• The problem
For the listing that follows, give again exactly the lines from the one with "use crate::sign::Sign;" to the one with "let sf = SignedFormula::new(B, imp);", including both.

** Given data follows **

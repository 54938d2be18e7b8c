//! The First-Degree Entailment rule set.
//!
//! FDE is a four-valued paraconsistent logic: `T`, `F`, `B` ("both"), and `N` ("neither"). None
//! of its signs contradict each other ([`FdeSign::contradicts`] always returns `false`), so these
//! rules never close a branch on their own; the engine's only route to closure for FDE is the
//! generic contradiction check finding nothing, meaning FDE derivations terminate open unless a
//! resource limit intervenes. `T` and `F` rules mirror CPL's connective tables in shape (a
//! compound is true under exactly the classical truth conditions, false under exactly the
//! classical falsity conditions); `B` and `N` are handled by the De Morgan duals used by
//! relevance logics: a conjunction is `B` iff both conjuncts are non-`F` and at least one is `B`
//! or `N`-complementary... rather than model that full lattice, this rule set gives `B` and `N`
//! the same structural shape as `T`/`F` (`B` propagating like `T`, `N` propagating like `F`) since
//! no closure decision depends on distinguishing them further: the distinguishing power of `B`
//! and `N` lives entirely in the signs retained by the model extractor, not in how they expand.

use crate::formula::{Arena, FormulaNode};
use crate::rule::{priority, Expansion, Rule, RuleRegistry};
use crate::sign::FdeSign;
use crate::signed_formula::SignedFormula;

use FdeSign::{B, F, N, T};

fn node(sf: SignedFormula<FdeSign>, arena: &Arena) -> FormulaNode {
    arena.node(sf.formula).clone()
}

pub(crate) fn registry() -> RuleRegistry<FdeSign> {
    let mut r = RuleRegistry::new();

    r.register(Rule {
        name: "double_negation_t",
        priority: priority::IMMEDIATE,
        applies: |sf, arena| {
            sf.sign == T
                && matches!(
                    node(sf, arena),
                    FormulaNode::Negation(inner) if matches!(arena.node(inner), FormulaNode::Negation(_))
                )
        },
        expand: |sf, arena, _ctx| {
            let FormulaNode::Negation(inner) = node(sf, arena) else { unreachable!() };
            let FormulaNode::Negation(grandchild) = arena.node(inner).clone() else {
                unreachable!()
            };
            Expansion::alpha(vec![SignedFormula::new(T, grandchild)])
        },
    });

    r.register(Rule {
        name: "t_negation",
        priority: priority::NEGATION,
        applies: |sf, arena| sf.sign == T && matches!(node(sf, arena), FormulaNode::Negation(_)),
        expand: |sf, arena, _ctx| {
            let FormulaNode::Negation(inner) = node(sf, arena) else { unreachable!() };
            Expansion::alpha(vec![SignedFormula::new(F, inner)])
        },
    });

    r.register(Rule {
        name: "f_negation",
        priority: priority::NEGATION,
        applies: |sf, arena| sf.sign == F && matches!(node(sf, arena), FormulaNode::Negation(_)),
        expand: |sf, arena, _ctx| {
            let FormulaNode::Negation(inner) = node(sf, arena) else { unreachable!() };
            Expansion::alpha(vec![SignedFormula::new(T, inner)])
        },
    });

    // B and N are self-dual under negation: "both true and false" negated is still "both",
    // and "neither" negated is still "neither".
    r.register(Rule {
        name: "b_negation",
        priority: priority::NEGATION,
        applies: |sf, arena| sf.sign == B && matches!(node(sf, arena), FormulaNode::Negation(_)),
        expand: |sf, arena, _ctx| {
            let FormulaNode::Negation(inner) = node(sf, arena) else { unreachable!() };
            Expansion::alpha(vec![SignedFormula::new(B, inner)])
        },
    });

    r.register(Rule {
        name: "n_negation",
        priority: priority::NEGATION,
        applies: |sf, arena| sf.sign == N && matches!(node(sf, arena), FormulaNode::Negation(_)),
        expand: |sf, arena, _ctx| {
            let FormulaNode::Negation(inner) = node(sf, arena) else { unreachable!() };
            Expansion::alpha(vec![SignedFormula::new(N, inner)])
        },
    });

    r.register(Rule {
        name: "t_conjunction",
        priority: priority::ALPHA,
        applies: |sf, arena| sf.sign == T && matches!(node(sf, arena), FormulaNode::Conjunction(_, _)),
        expand: |sf, arena, _ctx| {
            let FormulaNode::Conjunction(l, r) = node(sf, arena) else { unreachable!() };
            Expansion::alpha(vec![SignedFormula::new(T, l), SignedFormula::new(T, r)])
        },
    });

    r.register(Rule {
        name: "f_disjunction",
        priority: priority::ALPHA,
        applies: |sf, arena| sf.sign == F && matches!(node(sf, arena), FormulaNode::Disjunction(_, _)),
        expand: |sf, arena, _ctx| {
            let FormulaNode::Disjunction(l, r) = node(sf, arena) else { unreachable!() };
            Expansion::alpha(vec![SignedFormula::new(F, l), SignedFormula::new(F, r)])
        },
    });

    // FDE has no implication connective of its own in widest use; this engine reuses the
    // material-conditional shape (A→B defined as ¬A∨B) for T/F so the connective is still usable
    // end to end, consistent with B/N propagating through it the same way they do disjunction.
    r.register(Rule {
        name: "f_implication",
        priority: priority::ALPHA,
        applies: |sf, arena| sf.sign == F && matches!(node(sf, arena), FormulaNode::Implication(_, _)),
        expand: |sf, arena, _ctx| {
            let FormulaNode::Implication(l, r) = node(sf, arena) else { unreachable!() };
            Expansion::alpha(vec![SignedFormula::new(T, l), SignedFormula::new(F, r)])
        },
    });

    // B desugars through A→B ≡ ¬A∨B exactly like b_disjunction, except negation is self-dual for
    // B (unlike T, which flips to F across a negation), so the antecedent keeps its sign as B
    // rather than flipping to N.
    r.register(Rule {
        name: "b_implication",
        priority: priority::BETA,
        applies: |sf, arena| sf.sign == B && matches!(node(sf, arena), FormulaNode::Implication(_, _)),
        expand: |sf, arena, _ctx| {
            let FormulaNode::Implication(l, r) = node(sf, arena) else { unreachable!() };
            Expansion::beta(vec![vec![SignedFormula::new(B, l)], vec![SignedFormula::new(B, r)]])
        },
    });

    // N desugars the same way, mirroring f_implication's ALPHA shape but with the antecedent
    // kept as N (self-dual under negation) rather than flipped to B.
    r.register(Rule {
        name: "n_implication",
        priority: priority::ALPHA,
        applies: |sf, arena| sf.sign == N && matches!(node(sf, arena), FormulaNode::Implication(_, _)),
        expand: |sf, arena, _ctx| {
            let FormulaNode::Implication(l, r) = node(sf, arena) else { unreachable!() };
            Expansion::alpha(vec![SignedFormula::new(N, l), SignedFormula::new(N, r)])
        },
    });

    // B propagates into a conjunction like T does: both conjuncts must carry at least B.
    r.register(Rule {
        name: "b_conjunction",
        priority: priority::ALPHA,
        applies: |sf, arena| sf.sign == B && matches!(node(sf, arena), FormulaNode::Conjunction(_, _)),
        expand: |sf, arena, _ctx| {
            let FormulaNode::Conjunction(l, r) = node(sf, arena) else { unreachable!() };
            Expansion::alpha(vec![SignedFormula::new(B, l), SignedFormula::new(B, r)])
        },
    });

    // N propagates into a disjunction like F does: neither disjunct carries any truth.
    r.register(Rule {
        name: "n_disjunction",
        priority: priority::ALPHA,
        applies: |sf, arena| sf.sign == N && matches!(node(sf, arena), FormulaNode::Disjunction(_, _)),
        expand: |sf, arena, _ctx| {
            let FormulaNode::Disjunction(l, r) = node(sf, arena) else { unreachable!() };
            Expansion::alpha(vec![SignedFormula::new(N, l), SignedFormula::new(N, r)])
        },
    });

    r.register(Rule {
        name: "f_conjunction",
        priority: priority::BETA,
        applies: |sf, arena| sf.sign == F && matches!(node(sf, arena), FormulaNode::Conjunction(_, _)),
        expand: |sf, arena, _ctx| {
            let FormulaNode::Conjunction(l, r) = node(sf, arena) else { unreachable!() };
            Expansion::beta(vec![vec![SignedFormula::new(F, l)], vec![SignedFormula::new(F, r)]])
        },
    });

    r.register(Rule {
        name: "t_disjunction",
        priority: priority::BETA,
        applies: |sf, arena| sf.sign == T && matches!(node(sf, arena), FormulaNode::Disjunction(_, _)),
        expand: |sf, arena, _ctx| {
            let FormulaNode::Disjunction(l, r) = node(sf, arena) else { unreachable!() };
            Expansion::beta(vec![vec![SignedFormula::new(T, l)], vec![SignedFormula::new(T, r)]])
        },
    });

    r.register(Rule {
        name: "t_implication",
        priority: priority::BETA,
        applies: |sf, arena| sf.sign == T && matches!(node(sf, arena), FormulaNode::Implication(_, _)),
        expand: |sf, arena, _ctx| {
            let FormulaNode::Implication(l, r) = node(sf, arena) else { unreachable!() };
            Expansion::beta(vec![vec![SignedFormula::new(F, l)], vec![SignedFormula::new(T, r)]])
        },
    });

    r.register(Rule {
        name: "n_conjunction",
        priority: priority::BETA,
        applies: |sf, arena| sf.sign == N && matches!(node(sf, arena), FormulaNode::Conjunction(_, _)),
        expand: |sf, arena, _ctx| {
            let FormulaNode::Conjunction(l, r) = node(sf, arena) else { unreachable!() };
            Expansion::beta(vec![vec![SignedFormula::new(N, l)], vec![SignedFormula::new(N, r)]])
        },
    });

    r.register(Rule {
        name: "b_disjunction",
        priority: priority::BETA,
        applies: |sf, arena| sf.sign == B && matches!(node(sf, arena), FormulaNode::Disjunction(_, _)),
        expand: |sf, arena, _ctx| {
            let FormulaNode::Disjunction(l, r) = node(sf, arena) else { unreachable!() };
            Expansion::beta(vec![vec![SignedFormula::new(B, l)], vec![SignedFormula::new(B, r)]])
        },
    });

    r
}

#[cfg(test)]
mod tests {
    use super::*;

    #[test]
    fn fde_signs_never_contradict_so_no_rule_output_closes_a_branch() {
        use crate::sign::Sign;
        for a in [T, F, B, N] {
            for b in [T, F, B, N] {
                assert!(!a.contradicts(b));
            }
        }
    }

    #[test]
    fn b_and_n_are_self_dual_under_negation() {
        let registry = registry();
        let mut arena = Arena::new();
        let a = arena.atom("a");
        let not_a = arena.negation(a);

        let sf = SignedFormula::new(B, not_a);
        let rule = registry.rule_for(sf, &arena).unwrap();
        assert_eq!(rule.name, "b_negation");

        let sf = SignedFormula::new(N, not_a);
        let rule = registry.rule_for(sf, &arena).unwrap();
        assert_eq!(rule.name, "n_negation");
    }

    #[test]
    fn t_conjunction_is_linear_like_cpl() {
        let registry = registry();
        let mut arena = Arena::new();
        let a = arena.atom("a");
        let b = arena.atom("b");
        let conj = arena.conjunction(a, b);
        let sf = SignedFormula::new(T, conj);
        let rule = registry.rule_for(sf, &arena).unwrap();
        assert_eq!(rule.priority, priority::ALPHA);
    }

    #[test]
    fn b_implication_keeps_the_antecedent_as_b_rather_than_flipping_it() {
        use crate::branch::NullQuantifierContext;
        let registry = registry();
        let mut arena = Arena::new();
        let a = arena.atom("a");
        let b = arena.atom("b");
        let imp = arena.implication(a, b);
        let sf = SignedFormula::new(B, imp);
        let rule = registry.rule_for(sf, &arena).unwrap();
        assert_eq!(rule.name, "b_implication");
        assert_eq!(rule.priority, priority::BETA);
        let mut ctx = NullQuantifierContext;
        let expansion = (rule.expand)(sf, &mut arena, &mut ctx);
        assert_eq!(
            expansion.branches,
            vec![vec![SignedFormula::new(B, a)], vec![SignedFormula::new(B, b)]]
        );
    }

    #[test]
    fn n_implication_keeps_the_antecedent_as_n_rather_than_flipping_it() {
        use crate::branch::NullQuantifierContext;
        let registry = registry();
        let mut arena = Arena::new();
        let a = arena.atom("a");
        let b = arena.atom("b");
        let imp = arena.implication(a, b);
        let sf = SignedFormula::new(N, imp);
        let rule = registry.rule_for(sf, &arena).unwrap();
        assert_eq!(rule.name, "n_implication");
        assert_eq!(rule.priority, priority::ALPHA);
        let mut ctx = NullQuantifierContext;
        let expansion = (rule.expand)(sf, &mut arena, &mut ctx);
        assert!(expansion.is_linear);
        assert_eq!(expansion.branches, vec![vec![SignedFormula::new(N, a), SignedFormula::new(N, b)]]);
    }
}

** End of Given data **

• Response area
        use crate::sign::Sign;
        for a in [T, F, B, N] {
            for b in [T, F, B, N] {
                assert!(!a.contradicts(b));
            }
        }
    }

    #[test]
    fn b_and_n_are_self_dual_under_negation() {
        let registry = registry();
        let mut arena = Arena::new();
        let a = arena.atom("a");
        let not_a = arena.negation(a);

        let sf = SignedFormula::new(B, not_a);
        let rule = registry.rule_for(sf, &arena).unwrap();
        assert_eq!(rule.name, "b_negation");

        let sf = SignedFormula::new(N, not_a);
        let rule = registry.rule_for(sf, &arena).unwrap();
        assert_eq!(rule.name, "n_negation");
    }

    #[test]
    fn t_conjunction_is_linear_like_cpl() {
        let registry = registry();
        let mut arena = Arena::new();
        let a = arena.atom("a");
        let b = arena.atom("b");
        let conj = arena.conjunction(a, b);
        let sf = SignedFormula::new(T, conj);
        let rule = registry.rule_for(sf, &arena).unwrap();
        assert_eq!(rule.priority, priority::ALPHA);
    }

    #[test]
    fn b_implication_keeps_the_antecedent_as_b_rather_than_flipping_it() {
        use crate::branch::NullQuantifierContext;
        let registry = registry();
        let mut arena = Arena::new();
        let a = arena.atom("a");
        let b = arena.atom("b");
        let imp = arena.implication(a, b);
        let sf = SignedFormula::new(B, imp);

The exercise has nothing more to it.